La formation de l'Opinion
L'opinion que l'Homme se fait de sa propre condition, le situe généralement au-dessus des autres espèces animales, pour ce qui concerne sa capacité d'analyse. Il est de surcroît, socialement inacceptable de différencier les hommes entre eux selon leurs capacités d'analyse. De nombreux déterminants individuels comme le profil psychologique, l'éducation, l'ouverture au monde extérieur, le lieu de vie, produisent la diversité des opinions.
Ainsi, prenons l'exemple d'une enquête d'opinion sur un concept sociétal réputé clivant : l'Ordre Public. L'enquête menée avec le même protocole méthodologique, les mêmes outils statistiques, auprès de deux échantillons d'individus à niveaux d'instruction et revenus équivalents mais, administrée respectivement dans la société Mexicaine et dans la société Japonaise, révélera des résultats très éloignés, tant dans ce qui sera considéré comme représentatif de chaque société, que de catégories (ou typologies) caractérisant chaque population.
Les analyses longitudinales sur les enquêtes d'opinion révèlent que, si elles ne sont que faiblement représentatives des opinions individuelles, leur fiabilité est généralement satisfaisante du point de vue global. Ceci signifie qu'elles qualifient fidèlement les comportements associés aux opinions d'une société donnée.
Les enquêtes d'opinion peuvent également révéler des phénomènes nouveaux, à progression rapide, qui ne doivent pas être confondus avec leur importance. En effet, un phénomène récent peut connaître une forte progression du seul fait qu'il n'existait pas auparavant, tout en étant très faiblement significatif du point de vue global. Ainsi par exemple, on observe une progression statistique croissante quant à la défiance des salariés envers l'Entreprise comme institution, dans le même temps que les salariés rejoignent massivement sur les réseaux sociaux, des groupes affiliés à leur employeur, ce qui atteste bien de leur attachement à cette communauté.

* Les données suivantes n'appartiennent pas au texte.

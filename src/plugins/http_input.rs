use std::sync::Arc;

use async_trait::async_trait;
use chrono::{DateTime, Utc};
use flow_plugin::{
    AppConfig, Detector, FlowInfo, Input, ParamSpec, Params, PluginConfig, PluginError, Received, Record, SourceState,
};
use reqwest::{Client, header::LAST_MODIFIED};
use tracing::warn;

/// Fetches URLs. One record per URL: the body lands in `generic.text0` and
/// the URL in `rss.link`. The record time is `Last-Modified`, or now when the
/// server sends none, so sites without it are best matched by signature.
#[derive(Debug)]
pub struct HttpInput {
    plugin: String,
    flow: Arc<FlowInfo>,
    urls: Vec<String>,
    client: Client,
    detector: Detector,
}

pub fn schema(_app: &AppConfig) -> Vec<ParamSpec> {
    vec![ParamSpec::required("input")]
}

pub fn build(cfg: &PluginConfig, params: &Params) -> Result<Box<dyn Input>, PluginError> {
    let client = Client::builder()
        .user_agent(cfg.app.user_agent.clone())
        .timeout(cfg.app.plugin_timeout)
        .build()
        .map_err(|e| PluginError::Config(format!("http client: {e}")))?;
    Ok(Box::new(HttpInput {
        plugin: cfg.plugin.clone(),
        flow: cfg.flow.clone(),
        urls: params.strings("input")?,
        client,
        detector: Detector::from_params(cfg, params)?,
    }))
}

fn last_modified(value: Option<&str>) -> Option<DateTime<Utc>> {
    value
        .and_then(|v| DateTime::parse_from_rfc2822(v).ok())
        .map(|t| t.with_timezone(&Utc))
}

impl HttpInput {
    async fn fetch(&self, url: &str) -> Result<Record, reqwest::Error> {
        let response = self.client.get(url).send().await?.error_for_status()?;
        let time = last_modified(response.headers().get(LAST_MODIFIED).and_then(|v| v.to_str().ok()))
            .unwrap_or_else(Utc::now);
        let body = response.text().await?;

        let mut record = Record::new(&self.flow.name, &self.plugin, url, time);
        record.rss.link = url.to_string();
        record.generic.texts[0] = body;
        Ok(record)
    }
}

#[async_trait]
impl Input for HttpInput {
    fn name(&self) -> &str {
        &self.plugin
    }

    fn input_list(&self) -> Vec<String> {
        self.urls.clone()
    }

    async fn load_state(&self) -> Result<SourceState, PluginError> {
        self.detector.load_state().await
    }

    async fn save_state(&self, state: &mut SourceState) -> Result<(), PluginError> {
        self.detector.save_state(state, &self.urls).await
    }

    #[tracing::instrument(name = "http_input_receive", skip(self), fields(flow = %self.flow.name))]
    async fn receive(&self) -> Result<Received, PluginError> {
        let mut candidates = Vec::new();
        let mut last_error = None;
        for url in &self.urls {
            match self.fetch(url).await {
                Ok(record) => candidates.push(record),
                Err(e) => {
                    warn!(url = %url, error = %e, "fetch failed");
                    last_error = Some(e);
                }
            }
        }
        if candidates.is_empty() {
            if let Some(e) = last_error {
                return Err(PluginError::exec(e));
            }
        }
        self.detector.detect(&self.urls, candidates).await
    }
}
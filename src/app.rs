//! Process lifecycle: exporter, flow loading, scheduler, shutdown.
use std::{process::ExitCode, sync::Arc};

use anyhow::Context;
use flow_plugin::AppConfig;
use thiserror::Error;
use tokio::task::JoinHandle;
use tokio_util::sync::CancellationToken;
use tracing::{error, info};

use crate::{flow::load_flows, metrics, registry::Registry, scheduler::Scheduler};

#[derive(Debug, Error)]
pub enum AppError {
    #[error(transparent)]
    Config(#[from] anyhow::Error),

    #[error("cannot bind metrics exporter on {listen}: {source}")]
    Bind {
        listen: String,
        #[source]
        source: std::io::Error,
    },
}

impl AppError {
    pub fn exit_code(&self) -> ExitCode {
        match self {
            AppError::Config(_) => ExitCode::from(1),
            AppError::Bind { .. } => ExitCode::from(2),
        }
    }
}

pub struct App {
    scheduler: Arc<Scheduler>,
    scheduler_task: JoinHandle<()>,
    exporter_task: Option<JoinHandle<std::io::Result<()>>>,
    exporter_stop: CancellationToken,
}

impl App {
    /// Binds the exporter, loads the flows and starts the scheduler loop.
    pub async fn bootstrap(app: Arc<AppConfig>, registry: &Registry) -> Result<Self, AppError> {
        let listener = match &app.exporter_listen {
            Some(listen) => Some(metrics::bind(listen).await.map_err(|source| AppError::Bind {
                listen: listen.clone(),
                source,
            })?),
            None => None,
        };

        let flows = load_flows(&app, registry).context("failed to load flows")?;
        if flows.is_empty() {
            info!(dir = %app.flow_conf.display(), "no flows to run");
        }

        let exporter_stop = CancellationToken::new();
        let exporter_task = listener.map(|l| tokio::spawn(metrics::serve(l, exporter_stop.clone())));

        let scheduler = Arc::new(Scheduler::new(app, flows));
        let scheduler_task = {
            let scheduler = scheduler.clone();
            tokio::spawn(async move { scheduler.run().await })
        };

        Ok(Self { scheduler, scheduler_task, exporter_task, exporter_stop })
    }

    pub fn scheduler(&self) -> &Arc<Scheduler> {
        &self.scheduler
    }

    /// Stops ticking, waits for running flows, then stops the exporter.
    pub async fn shutdown(self) {
        self.scheduler.cancel_token().cancel();
        if let Err(e) = self.scheduler_task.await {
            error!(error = %e, "scheduler task failed");
        }
        self.exporter_stop.cancel();
        if let Some(task) = self.exporter_task {
            match task.await {
                Ok(Ok(())) => {}
                Ok(Err(e)) => error!(error = %e, "metrics exporter failed"),
                Err(e) => error!(error = %e, "metrics exporter task failed"),
            }
        }
    }
}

Ceci nous enseigne que l'analyse des opinions, doit bien dissocier ce qui est de l'ordre du signal, souvent tentant à mettre en exergue car inédit et surprenant, de la tendance qui qualifie la structure.
La mesure de l'opinion
La robustesse des grands nombres est souvent présentée comme garante de l'objectivité des mesures d'opinion(s). Retenons que quantifier du subjectif n'a jamais produit que du 'subjectif-quantifié'… et non des données objectives ! En effet, les phases de collecte et de traitement des données des enquêtes d'opinion, sont porteuses de biais irrésistibles, principalement :
Dans la formulation des questions posées : selon les propres normes des concepteurs de l'enquête, de celles de la population à laquelle ils s'adressent, mais aussi lorsque certaines questions induisent une réponse (par exemple : « seriez-vous favorable au rétablissement de la condamnation à la peine de mort envers les assassins d'enfants ? »), une enquête d'opinion ne peut être strictement objective.

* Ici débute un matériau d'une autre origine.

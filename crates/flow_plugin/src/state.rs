//! Durable per-flow `key -> time` map.
//!
//! The map lives in `<dir>/state.db` as a bincode blob. Writes go to a
//! temporary file in the same directory which is then renamed over the old
//! one, so a crash never leaves a half-written state behind.
use std::{
    collections::{BTreeMap, BTreeSet},
    io::Write,
    path::{Path, PathBuf},
    time::Duration,
};

use chrono::{DateTime, Utc};
use tempfile::NamedTempFile;
use thiserror::Error;

pub const STATE_FILE: &str = "state.db";

/// Source identifiers and signature hashes mapped to their last-seen time.
pub type SourceState = BTreeMap<String, DateTime<Utc>>;

#[derive(Error, Debug)]
pub enum StateError {
    #[error("state read/write failed for {path}: {source}")]
    Io {
        path: PathBuf,
        #[source]
        source: std::io::Error,
    },

    #[error("state file {path} is corrupt: {source}")]
    Codec {
        path: PathBuf,
        #[source]
        source: bincode::Error,
    },
}

pub fn state_path(dir: &Path) -> PathBuf {
    dir.join(STATE_FILE)
}

/// Reads the state of `dir`. A missing file is an empty state.
pub fn load(dir: &Path) -> Result<SourceState, StateError> {
    let path = state_path(dir);
    let bytes = match std::fs::read(&path) {
        Ok(bytes) => bytes,
        Err(e) if e.kind() == std::io::ErrorKind::NotFound => return Ok(SourceState::new()),
        Err(source) => return Err(StateError::Io { path, source }),
    };
    bincode::deserialize(&bytes).map_err(|source| StateError::Codec { path, source })
}

/// Drops entries older than `ttl`, except the keys in `keep`. `None` or a
/// zero ttl keeps everything.
pub fn evict(state: &mut SourceState, ttl: Option<Duration>, now: DateTime<Utc>, keep: &BTreeSet<String>) -> usize {
    let Some(ttl) = ttl.filter(|t| !t.is_zero()) else {
        return 0;
    };
    let Ok(ttl) = chrono::Duration::from_std(ttl) else {
        return 0;
    };
    let before = state.len();
    state.retain(|key, seen| keep.contains(key) || now.signed_duration_since(*seen) <= ttl);
    before - state.len()
}

/// Evicts stale entries not in `keep`, then atomically replaces
/// `<dir>/state.db`.
pub fn save(
    dir: &Path,
    state: &mut SourceState,
    ttl: Option<Duration>,
    now: DateTime<Utc>,
    keep: &BTreeSet<String>,
) -> Result<(), StateError> {
    let evicted = evict(state, ttl, now, keep);
    if evicted > 0 {
        tracing::debug!(dir = %dir.display(), evicted, "evicted stale state entries");
    }

    let path = state_path(dir);
    let io_err = |source| StateError::Io { path: path.clone(), source };
    std::fs::create_dir_all(dir).map_err(io_err)?;

    let bytes = bincode::serialize(state).map_err(|source| StateError::Codec { path: path.clone(), source })?;
    let mut tmp = NamedTempFile::new_in(dir).map_err(io_err)?;
    tmp.write_all(&bytes).map_err(io_err)?;
    tmp.as_file().sync_all().map_err(io_err)?;
    tmp.persist(&path).map_err(|e| io_err(e.error))?;
    Ok(())
}

/// Max-merge: a stored time never moves backwards.
pub fn merge_max(state: &mut SourceState, key: &str, seen: DateTime<Utc>) {
    state
        .entry(key.to_string())
        .and_modify(|t| *t = (*t).max(seen))
        .or_insert(seen);
}

#[cfg(test)]
mod tests {
    use super::*;
    use chrono::TimeZone;
    use tempfile::TempDir;

    fn at(secs: i64) -> DateTime<Utc> {
        Utc.timestamp_opt(secs, 0).unwrap()
    }

    #[test]
    fn missing_file_is_empty() {
        let dir = TempDir::new().unwrap();
        assert!(load(dir.path()).unwrap().is_empty());
    }

    #[test]
    fn save_then_load() {
        let dir = TempDir::new().unwrap();
        let mut state = SourceState::new();
        state.insert("https://example.org/feed".into(), at(100));
        state.insert("ab12cd".into(), at(90));
        save(dir.path(), &mut state, None, at(1_000_000), &BTreeSet::new()).unwrap();
        assert_eq!(load(dir.path()).unwrap(), state);
        // no leftover temp files
        assert_eq!(std::fs::read_dir(dir.path()).unwrap().count(), 1);
    }

    #[test]
    fn ttl_evicts_on_save() {
        let dir = TempDir::new().unwrap();
        let mut state = SourceState::new();
        state.insert("old".into(), at(100));
        state.insert("fresh".into(), at(950));
        state.insert("quiet-source".into(), at(10));
        let keep = BTreeSet::from(["quiet-source".to_string()]);
        save(dir.path(), &mut state, Some(Duration::from_secs(60)), at(1_000), &keep).unwrap();
        let loaded = load(dir.path()).unwrap();
        assert!(!loaded.contains_key("old"));
        assert!(loaded.contains_key("fresh"));
        assert_eq!(loaded["quiet-source"], at(10));

        let mut all = loaded.clone();
        assert_eq!(evict(&mut all, Some(Duration::ZERO), at(1_000_000), &BTreeSet::new()), 0);
    }

    #[test]
    fn corrupt_file_is_codec_error() {
        let dir = TempDir::new().unwrap();
        std::fs::write(state_path(dir.path()), b"\xff\xff\xff\xff\xff\xff\xff\xff\xff").unwrap();
        assert!(matches!(load(dir.path()), Err(StateError::Codec { .. })));
    }

    #[test]
    fn merge_never_rewinds() {
        let mut state = SourceState::new();
        merge_max(&mut state, "s", at(200));
        merge_max(&mut state, "s", at(150));
        assert_eq!(state["s"], at(200));
        merge_max(&mut state, "s", at(250));
        assert_eq!(state["s"], at(250));
    }
}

Dans la constitution de l'échantillon (critères de sélection des répondants, modalités de recrutement, lieu, période) : certaines catégories de populations sont sur/sous-représentées relativement au sujet enquêté. Ainsi, une enquête d'opinion menée auprès de résidents citadins, quant à l'interdiction de circulation des automobiles en centre-ville, ne prendra pas en compte l'opinion de la majorité des automobilistes, qui sont issus de l'extérieur de la ville et pourtant parties-prenantes directes au sujet. De même, des échantillons de convenance, ou recrutés par la technique dite du 'snowball-sampling' promue par Granovetter (cooptation des répondants entre eux), ne garantissent pas que la population répondant à l'enquête d'opinion, réunisse toutes les caractéristiques lui donnant la représentativité nécessaire au sujet. Gardons à l'esprit que, du point de vue statistique, les sur ou sous-représen-tations de catégories de populations, de même que les variations saisonnières, peuvent aisément être corrigées.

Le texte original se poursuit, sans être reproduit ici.